* Requirement: Your answer should consist of each line below that contains the string "projects".

* The data:
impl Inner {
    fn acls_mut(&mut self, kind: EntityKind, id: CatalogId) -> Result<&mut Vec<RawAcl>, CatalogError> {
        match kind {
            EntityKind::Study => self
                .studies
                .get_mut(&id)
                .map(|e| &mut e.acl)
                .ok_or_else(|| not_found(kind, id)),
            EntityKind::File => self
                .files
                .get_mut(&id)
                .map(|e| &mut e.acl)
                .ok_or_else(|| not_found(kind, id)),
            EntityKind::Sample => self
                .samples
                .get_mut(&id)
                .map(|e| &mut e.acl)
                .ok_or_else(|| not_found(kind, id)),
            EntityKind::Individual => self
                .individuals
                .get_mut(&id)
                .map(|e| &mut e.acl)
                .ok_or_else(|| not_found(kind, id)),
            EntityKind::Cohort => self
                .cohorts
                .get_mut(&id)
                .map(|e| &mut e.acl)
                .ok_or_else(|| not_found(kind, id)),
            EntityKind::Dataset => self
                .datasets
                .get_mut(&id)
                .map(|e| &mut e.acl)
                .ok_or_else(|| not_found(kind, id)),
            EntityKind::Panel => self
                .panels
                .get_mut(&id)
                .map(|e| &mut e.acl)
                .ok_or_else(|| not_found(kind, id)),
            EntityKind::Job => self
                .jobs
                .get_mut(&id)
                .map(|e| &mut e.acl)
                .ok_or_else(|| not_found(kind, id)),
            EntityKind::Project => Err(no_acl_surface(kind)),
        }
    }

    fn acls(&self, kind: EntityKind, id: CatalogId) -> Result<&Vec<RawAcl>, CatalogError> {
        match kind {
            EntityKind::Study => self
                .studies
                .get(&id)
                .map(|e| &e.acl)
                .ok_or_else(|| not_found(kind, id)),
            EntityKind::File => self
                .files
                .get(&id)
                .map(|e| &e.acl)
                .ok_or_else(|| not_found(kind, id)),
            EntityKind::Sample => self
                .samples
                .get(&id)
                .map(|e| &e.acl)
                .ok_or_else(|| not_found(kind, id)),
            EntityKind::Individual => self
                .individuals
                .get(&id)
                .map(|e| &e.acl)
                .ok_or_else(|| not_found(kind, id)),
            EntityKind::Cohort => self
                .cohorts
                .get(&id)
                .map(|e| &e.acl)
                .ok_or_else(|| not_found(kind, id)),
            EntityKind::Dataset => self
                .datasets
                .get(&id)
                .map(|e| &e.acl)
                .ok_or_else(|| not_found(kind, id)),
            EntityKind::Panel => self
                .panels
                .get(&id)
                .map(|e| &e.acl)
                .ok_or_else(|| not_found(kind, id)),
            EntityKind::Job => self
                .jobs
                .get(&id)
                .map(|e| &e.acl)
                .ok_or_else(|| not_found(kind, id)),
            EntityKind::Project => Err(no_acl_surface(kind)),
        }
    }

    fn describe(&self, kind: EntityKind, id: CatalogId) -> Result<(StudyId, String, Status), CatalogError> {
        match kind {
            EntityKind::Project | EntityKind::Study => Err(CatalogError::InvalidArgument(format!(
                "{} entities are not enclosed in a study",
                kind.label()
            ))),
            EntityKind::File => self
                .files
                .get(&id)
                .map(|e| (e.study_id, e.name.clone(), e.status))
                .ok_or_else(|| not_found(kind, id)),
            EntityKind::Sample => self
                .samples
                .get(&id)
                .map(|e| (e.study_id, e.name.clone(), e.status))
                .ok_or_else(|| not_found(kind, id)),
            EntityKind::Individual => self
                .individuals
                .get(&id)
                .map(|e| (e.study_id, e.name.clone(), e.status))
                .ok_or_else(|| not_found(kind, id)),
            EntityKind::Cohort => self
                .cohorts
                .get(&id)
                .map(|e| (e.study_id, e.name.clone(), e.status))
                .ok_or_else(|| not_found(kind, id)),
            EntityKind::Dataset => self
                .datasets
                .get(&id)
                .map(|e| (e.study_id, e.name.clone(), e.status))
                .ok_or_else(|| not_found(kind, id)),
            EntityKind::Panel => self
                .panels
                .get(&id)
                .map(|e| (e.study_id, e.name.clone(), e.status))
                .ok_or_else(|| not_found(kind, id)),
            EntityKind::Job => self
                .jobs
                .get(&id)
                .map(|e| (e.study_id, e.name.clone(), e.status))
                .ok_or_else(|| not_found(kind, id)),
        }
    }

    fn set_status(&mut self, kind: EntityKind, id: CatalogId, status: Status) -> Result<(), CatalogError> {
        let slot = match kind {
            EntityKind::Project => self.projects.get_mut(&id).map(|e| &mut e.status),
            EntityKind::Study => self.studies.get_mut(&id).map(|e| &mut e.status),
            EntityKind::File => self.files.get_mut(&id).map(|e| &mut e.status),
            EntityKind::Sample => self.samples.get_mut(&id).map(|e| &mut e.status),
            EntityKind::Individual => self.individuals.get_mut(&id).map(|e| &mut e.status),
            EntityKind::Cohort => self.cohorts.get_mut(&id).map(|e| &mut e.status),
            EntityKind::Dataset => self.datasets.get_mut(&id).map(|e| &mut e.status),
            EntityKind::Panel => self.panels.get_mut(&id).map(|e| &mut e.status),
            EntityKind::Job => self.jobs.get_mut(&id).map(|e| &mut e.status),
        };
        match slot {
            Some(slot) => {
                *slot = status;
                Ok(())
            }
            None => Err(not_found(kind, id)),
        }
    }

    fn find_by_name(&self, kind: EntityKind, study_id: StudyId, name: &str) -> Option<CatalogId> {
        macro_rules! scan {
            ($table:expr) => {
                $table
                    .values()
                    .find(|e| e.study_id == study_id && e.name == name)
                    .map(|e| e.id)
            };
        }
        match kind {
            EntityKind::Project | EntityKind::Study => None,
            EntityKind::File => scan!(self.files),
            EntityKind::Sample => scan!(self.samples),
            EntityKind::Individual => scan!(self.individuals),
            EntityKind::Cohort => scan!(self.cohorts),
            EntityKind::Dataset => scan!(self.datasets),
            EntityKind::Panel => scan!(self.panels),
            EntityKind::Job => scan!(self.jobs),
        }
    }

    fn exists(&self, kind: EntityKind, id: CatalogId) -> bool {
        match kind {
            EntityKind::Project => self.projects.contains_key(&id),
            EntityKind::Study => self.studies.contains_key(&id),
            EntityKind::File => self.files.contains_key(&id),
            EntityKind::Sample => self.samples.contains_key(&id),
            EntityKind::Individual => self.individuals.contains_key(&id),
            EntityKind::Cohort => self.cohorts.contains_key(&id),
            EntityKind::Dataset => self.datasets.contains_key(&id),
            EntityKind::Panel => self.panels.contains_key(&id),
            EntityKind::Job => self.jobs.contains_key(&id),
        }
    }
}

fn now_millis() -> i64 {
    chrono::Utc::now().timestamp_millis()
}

==

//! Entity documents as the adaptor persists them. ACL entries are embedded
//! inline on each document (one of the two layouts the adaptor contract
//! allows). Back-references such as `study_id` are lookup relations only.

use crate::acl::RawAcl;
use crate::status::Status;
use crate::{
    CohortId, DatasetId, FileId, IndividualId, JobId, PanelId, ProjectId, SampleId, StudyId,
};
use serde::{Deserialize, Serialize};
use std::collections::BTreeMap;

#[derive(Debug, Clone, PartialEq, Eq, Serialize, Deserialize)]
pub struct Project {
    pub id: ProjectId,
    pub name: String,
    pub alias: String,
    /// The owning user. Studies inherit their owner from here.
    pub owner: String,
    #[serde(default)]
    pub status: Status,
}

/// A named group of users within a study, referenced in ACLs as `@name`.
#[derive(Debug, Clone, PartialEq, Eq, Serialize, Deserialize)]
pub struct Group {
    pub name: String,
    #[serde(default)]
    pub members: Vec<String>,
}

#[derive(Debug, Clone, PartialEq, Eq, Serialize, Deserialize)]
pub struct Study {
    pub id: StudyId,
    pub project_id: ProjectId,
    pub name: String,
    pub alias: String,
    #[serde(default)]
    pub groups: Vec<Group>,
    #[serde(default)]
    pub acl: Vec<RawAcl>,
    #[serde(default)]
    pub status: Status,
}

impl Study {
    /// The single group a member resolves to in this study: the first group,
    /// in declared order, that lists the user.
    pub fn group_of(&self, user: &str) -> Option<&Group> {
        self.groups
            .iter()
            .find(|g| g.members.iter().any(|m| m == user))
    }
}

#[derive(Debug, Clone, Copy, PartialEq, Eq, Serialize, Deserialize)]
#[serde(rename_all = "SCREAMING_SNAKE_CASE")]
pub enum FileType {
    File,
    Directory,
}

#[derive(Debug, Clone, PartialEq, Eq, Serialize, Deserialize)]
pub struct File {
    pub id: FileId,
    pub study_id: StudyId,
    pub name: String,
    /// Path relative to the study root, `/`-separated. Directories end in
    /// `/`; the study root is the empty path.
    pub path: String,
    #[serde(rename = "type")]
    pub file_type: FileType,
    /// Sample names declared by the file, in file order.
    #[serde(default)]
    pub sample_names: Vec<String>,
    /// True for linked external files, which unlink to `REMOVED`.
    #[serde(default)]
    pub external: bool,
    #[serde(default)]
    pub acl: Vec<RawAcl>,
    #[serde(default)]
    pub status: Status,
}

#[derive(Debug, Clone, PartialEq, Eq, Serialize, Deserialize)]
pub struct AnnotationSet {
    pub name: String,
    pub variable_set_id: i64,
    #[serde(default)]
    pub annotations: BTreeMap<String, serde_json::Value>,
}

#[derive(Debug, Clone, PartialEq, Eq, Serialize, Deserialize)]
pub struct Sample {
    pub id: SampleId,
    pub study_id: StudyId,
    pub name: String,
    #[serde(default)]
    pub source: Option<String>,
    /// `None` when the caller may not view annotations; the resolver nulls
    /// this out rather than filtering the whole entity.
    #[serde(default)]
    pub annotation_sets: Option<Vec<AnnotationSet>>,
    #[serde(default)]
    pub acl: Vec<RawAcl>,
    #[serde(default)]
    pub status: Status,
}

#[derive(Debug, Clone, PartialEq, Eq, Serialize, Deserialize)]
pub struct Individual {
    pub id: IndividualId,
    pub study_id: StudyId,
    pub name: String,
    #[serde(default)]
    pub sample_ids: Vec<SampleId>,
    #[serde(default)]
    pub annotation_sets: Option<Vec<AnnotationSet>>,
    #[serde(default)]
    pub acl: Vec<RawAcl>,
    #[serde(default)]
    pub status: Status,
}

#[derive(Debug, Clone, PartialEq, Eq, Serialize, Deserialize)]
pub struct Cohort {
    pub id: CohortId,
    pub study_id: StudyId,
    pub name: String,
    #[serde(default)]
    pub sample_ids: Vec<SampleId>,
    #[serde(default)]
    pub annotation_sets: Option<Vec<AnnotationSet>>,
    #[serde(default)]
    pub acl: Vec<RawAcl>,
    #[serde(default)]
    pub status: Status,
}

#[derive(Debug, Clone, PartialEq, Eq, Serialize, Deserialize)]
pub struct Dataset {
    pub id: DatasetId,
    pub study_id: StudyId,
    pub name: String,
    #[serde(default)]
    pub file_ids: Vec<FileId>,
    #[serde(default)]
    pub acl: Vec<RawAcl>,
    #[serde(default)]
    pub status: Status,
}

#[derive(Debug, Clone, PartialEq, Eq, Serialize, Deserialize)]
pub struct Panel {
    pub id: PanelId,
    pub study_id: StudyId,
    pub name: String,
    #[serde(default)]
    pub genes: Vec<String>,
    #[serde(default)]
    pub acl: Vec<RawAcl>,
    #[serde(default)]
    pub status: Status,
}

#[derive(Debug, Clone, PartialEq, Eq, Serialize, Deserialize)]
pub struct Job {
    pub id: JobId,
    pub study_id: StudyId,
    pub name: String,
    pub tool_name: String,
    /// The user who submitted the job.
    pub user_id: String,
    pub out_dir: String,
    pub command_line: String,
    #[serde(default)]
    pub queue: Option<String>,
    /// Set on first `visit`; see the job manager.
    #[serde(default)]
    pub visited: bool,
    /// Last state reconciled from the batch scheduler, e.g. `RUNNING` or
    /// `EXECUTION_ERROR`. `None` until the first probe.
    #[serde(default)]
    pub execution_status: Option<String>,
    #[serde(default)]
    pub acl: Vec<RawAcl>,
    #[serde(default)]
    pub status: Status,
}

* Response:
            EntityKind::Project => self.projects.get_mut(&id).map(|e| &mut e.status),
            EntityKind::Project => self.projects.contains_key(&id),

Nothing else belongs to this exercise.